Graham also stressed his empathy for the president in an op-ed in The Washington Times on Tuesday, saying he was "proud of Mr. Obama" in Tucson in contrast with how he viewed the rest of the event.

"The president read from the Scriptures, and a couple of others," Graham noted in his speech at John Brown University. But also said that no one mentioned God at the Tuscon event, and he said that is the way things seem to be going in America.

"And I believe the memorial service that we saw in Tucson is the template for what you are going to see in a secularized world."

The White House declined to comment on Graham's remarks about the service.

As USA Today's "Faith & Reason" blogger, Cathy Grossman, noted, Graham's critique seems "odd" given that Obama's speech -- which many agreed sounded more like a sermon -- cited the consolations of Psalm 46 plus the laments of Job.

Moreover, Department of Homeland Security head (and former Arizona governor) Janet Napolitano preceded Obama and read from Isaiah 40 and U.S. Attorney General Eric Holder read from the Second Letter of Paul to the Corinthians.

A strong majority of Americans also liked Obama's response to the Tucson shootings, with an ABC News-Washington Post poll this week showing 78 percent approval overall, and 71 percent approval from Republicans and conservatives.

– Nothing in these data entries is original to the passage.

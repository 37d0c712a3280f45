//! Entry storage: one trait, several backends selected at startup.
//!
//! `AppState` holds an `Arc<dyn EntryStorage>`; the backend is picked from
//! `ENTRY_STORE` in `main` and nothing else branches on it.

use async_trait::async_trait;
use chrono::{NaiveDate, NaiveDateTime};
use serde::{Deserialize, Serialize};
use tracing::info;

use crate::errors::AppError;
use crate::journal::entry_key::EntryKey;

mod memory;
mod postgres;
mod redis_kv;

pub use self::memory::MemoryEntryStorage;
pub use self::postgres::PgEntryStorage;
pub use self::redis_kv::RedisEntryStorage;

/// An entry together with its transcript text.
#[derive(Debug, Clone, PartialEq, Eq, Serialize, Deserialize)]
pub struct EntryWithContent {
    pub entry_key: EntryKey,
    pub content: String,
}

#[async_trait]
pub trait EntryStorage: Send + Sync {
    /// Every stored key, newest first.
    async fn all_keys(&self) -> Result<Vec<EntryKey>, AppError>;

    /// Upserts the content stored under `key`.
    async fn save(&self, key: &EntryKey, content: &str) -> Result<(), AppError>;

    async fn load(&self, key: &EntryKey) -> Result<Option<String>, AppError>;

    async fn delete(&self, key: &EntryKey) -> Result<(), AppError>;

    async fn delete_all(&self) -> Result<(), AppError>;

    /// Entries whose timestamp falls in `[start, end]`, oldest first.
    async fn in_range(
        &self,
        start: NaiveDateTime,
        end: NaiveDateTime,
    ) -> Result<Vec<EntryWithContent>, AppError>;

    /// Backend name for logs.
    fn backend(&self) -> &'static str;
}

/// Saves a new entry under a freshly generated key and returns the key.
///
/// With `date` set the entry is backfilled onto that day at the current
/// time-of-day; an existing entry on that day is left alone. A date whose
/// year a key cannot hold is a validation error.
pub async fn record_entry(
    storage: &dyn EntryStorage,
    content: &str,
    date: Option<NaiveDate>,
) -> Result<EntryKey, AppError> {
    let key = match date {
        Some(date) => {
            EntryKey::with_date(date).map_err(|e| AppError::Validation(e.to_string()))?
        }
        None => EntryKey::now()?,
    };
    storage.save(&key, content).await?;
    info!("Saved entry {key} ({} backend)", storage.backend());
    Ok(key)
}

The Tucson speech was actually fairly typical of Obama's Scripture-based rhetoric, and The Los Angeles Times explored how the president consulted his Christian spiritual advisers in composing it.

"Yet," as Grossman writes, "Graham believes the victims of the Tucson shooting, those who knew and loved them and all who wanted to show solidarity with them -- Catholic, Jewish, Protestant and beliefs unknown -- were scoffing at God as they wept and cheered the speakers."

Franklin Graham, who has become something of a shepherd to Sarah Palin (she accompanied him to Haiti last month), is becoming known for rhetoric that is far edgier than anything his father ever said, even in Billy Graham's haler days.

He has regularly disparaged Islam, calling it an "evil" religion, a blast that got him booted from official National Day of Prayer celebrations last year. And he once made fun of Hinduism's deities, saying that "No elephant with 100 arms can do anything for me. None of their 9,000 gods is going to lead me to salvation."

Franklin Graham took up some of those themes again on Tuesday at John Brown.

"Even in our government today, you can't pray to Jesus in many public meetings. You can pray to God or a god. You can mention Buddha or the name of Muhammad, but you can't pray to Jesus Christ," Graham told the students.

"We know that we are going to be persecuted for standing up for the name of Christ."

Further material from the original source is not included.